Il Link Spam Update rappresenta l’impegno di Google nel mantenere alta la qualità dei risultati di ricerca mentre le tattiche di collegamento continuano a evolversi. Le futuri iterazioni del Link Spam Update probabilmente incorporeranno capacità di AI ancora più sofisticate per rilevare nuove tecniche manipolative. Con la crescente diffusione di contenuti generati dall’intelligenza artificiale, Google dovrà distinguere tra contenuti AI legittimi con link naturali e contenuti generati artificialmente solo per manipolare il ranking. L’ascesa di strumenti AI per la link building capaci di generare migliaia di link di bassa qualità su larga scala richiederà meccanismi di rilevamento sempre più avanzati. Google ha indicato che SpamBrain continuerà a migliorare, potenzialmente integrando segnali di comportamento utente, pattern di click e valutazioni della qualità dei contenuti per valutare meglio l’autenticità dei link.

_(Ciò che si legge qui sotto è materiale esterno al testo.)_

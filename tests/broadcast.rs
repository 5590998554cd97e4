//! Length-prefixed chat broadcast over the server facade, including
//! oversize-frame rejection.

mod common;

use std::collections::HashMap;
use std::sync::{Arc, Mutex};
use std::thread;
use std::time::Duration;

use crossbeam_channel::unbounded;
use revio::{Conn, EventLoopThread, TcpClient, TcpServer};

/// Frames longer than this are treated as hostile and the connection is
/// dropped without dispatching.
const MAX_FRAME: usize = 65536;

fn frame(payload: &[u8]) -> Vec<u8> {
    let mut out = Vec::with_capacity(4 + payload.len());
    out.extend_from_slice(&(payload.len() as u32).to_be_bytes());
    out.extend_from_slice(payload);
    out
}

struct Chat {
    peers: Mutex<HashMap<String, Conn>>,
}

impl Chat {
    fn broadcast(&self, wire: &[u8]) {
        for peer in self.peers.lock().unwrap().values() {
            peer.send(wire);
        }
    }
}

#[test]
fn framed_broadcast_reaches_every_client_and_rejects_oversize() {
    common::init_logging();
    let base = EventLoopThread::start("chat-base", None).unwrap();
    let mut server = TcpServer::new(
        base.loop_handle().clone(),
        "127.0.0.1:0".parse().unwrap(),
        "chat",
    )
    .unwrap();
    server.set_thread_num(2);

    let chat = Arc::new(Chat {
        peers: Mutex::new(HashMap::new()),
    });
    let (joined_tx, joined_rx) = unbounded();
    let conn_chat = chat.clone();
    server.set_connection_callback(move |conn| {
        let mut peers = conn_chat.peers.lock().unwrap();
        if conn.connected() {
            peers.insert(conn.name().to_string(), conn.clone());
        } else {
            peers.remove(conn.name());
        }
        let _ = joined_tx.send(peers.len());
    });
    let msg_chat = chat.clone();
    server.set_message_callback(move |conn, buffer, _when| {
        while buffer.readable_bytes() >= 4 {
            // Byte-level big-endian decode; never a pointer cast.
            let declared = buffer.peek_u32() as usize;
            if declared > MAX_FRAME {
                conn.force_close();
                return;
            }
            if buffer.readable_bytes() < 4 + declared {
                break;
            }
            let wire = buffer.retrieve_as_bytes(4 + declared);
            msg_chat.broadcast(&wire);
        }
    });
    server.start().unwrap();
    let addr = server.local_addr();

    // Three clients; each records every byte it receives.
    let mut clients = Vec::new();
    for i in 0..3 {
        let client_loop = EventLoopThread::start(&format!("chat-client-{i}"), None).unwrap();
        let mut client =
            TcpClient::new(client_loop.loop_handle().clone(), addr, &format!("chat-{i}"));
        let (up_tx, up_rx) = unbounded();
        let (bytes_tx, bytes_rx) = unbounded();
        client.set_connection_callback(move |conn| {
            let _ = up_tx.send(conn.connected());
        });
        client.set_message_callback(move |_conn, buffer, _when| {
            let _ = bytes_tx.send(buffer.retrieve_all_as_bytes());
        });
        client.connect();
        assert!(up_rx.recv_timeout(Duration::from_secs(5)).unwrap());
        clients.push((client, client_loop, up_rx, bytes_rx));
    }

    // Wait until the server-side registry holds all three.
    let mut seen = 0;
    while seen < 3 {
        seen = joined_rx.recv_timeout(Duration::from_secs(5)).unwrap();
    }

    // Client A speaks; everyone (A included) hears exactly the framed
    // message.
    let hello = frame(b"hello");
    assert_eq!(hello.len(), 9);
    clients[0].0.connection().unwrap().send(&hello);
    for (_, _, _, bytes_rx) in &clients {
        let mut got = Vec::new();
        while got.len() < hello.len() {
            got.extend(bytes_rx.recv_timeout(Duration::from_secs(5)).unwrap());
        }
        assert_eq!(got, hello);
    }

    // A frame declaring 65537 bytes closes the sender without any
    // broadcast.
    let mut oversize_header = Vec::new();
    oversize_header.extend_from_slice(&65537u32.to_be_bytes());
    clients[0].0.connection().unwrap().send(&oversize_header);
    assert!(
        !clients[0].2.recv_timeout(Duration::from_secs(5)).unwrap(),
        "offending client should observe the down transition"
    );
    thread::sleep(Duration::from_millis(200));
    assert!(
        clients[1].3.try_recv().is_err(),
        "no broadcast may result from a rejected frame"
    );
    assert!(clients[2].3.try_recv().is_err());
}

L’integrazione del rilevamento dello spam nei link con altri sistemi di ranking suggerisce che in futuro la qualità dei link potrebbe essere considerata nell’ambito di valutazioni E-E-A-T (Esperienza, Competenza, Autorevolezza, Affidabilità). I proprietari di siti dovrebbero aspettarsi che i requisiti di tagging si espandano oltre i link di affiliazione e sponsorizzati per includere altre relazioni commerciali. L’implicazione strategica per le aziende è chiara: investire in contenuti di qualità e link guadagnati invece di tentare di manipolare il ranking con link artificiali. Le organizzazioni che costruiranno profili di link sostenibili ed etici saranno resilienti ai futuri aggiornamenti, mentre chi punterà sulla manipolazione affronterà penalità crescenti. Il Link Spam Update rafforza il principio fondamentale di Google: i risultati di ricerca devono riflettere autorevolezza e pertinenza reali, non manipolazioni artificiali.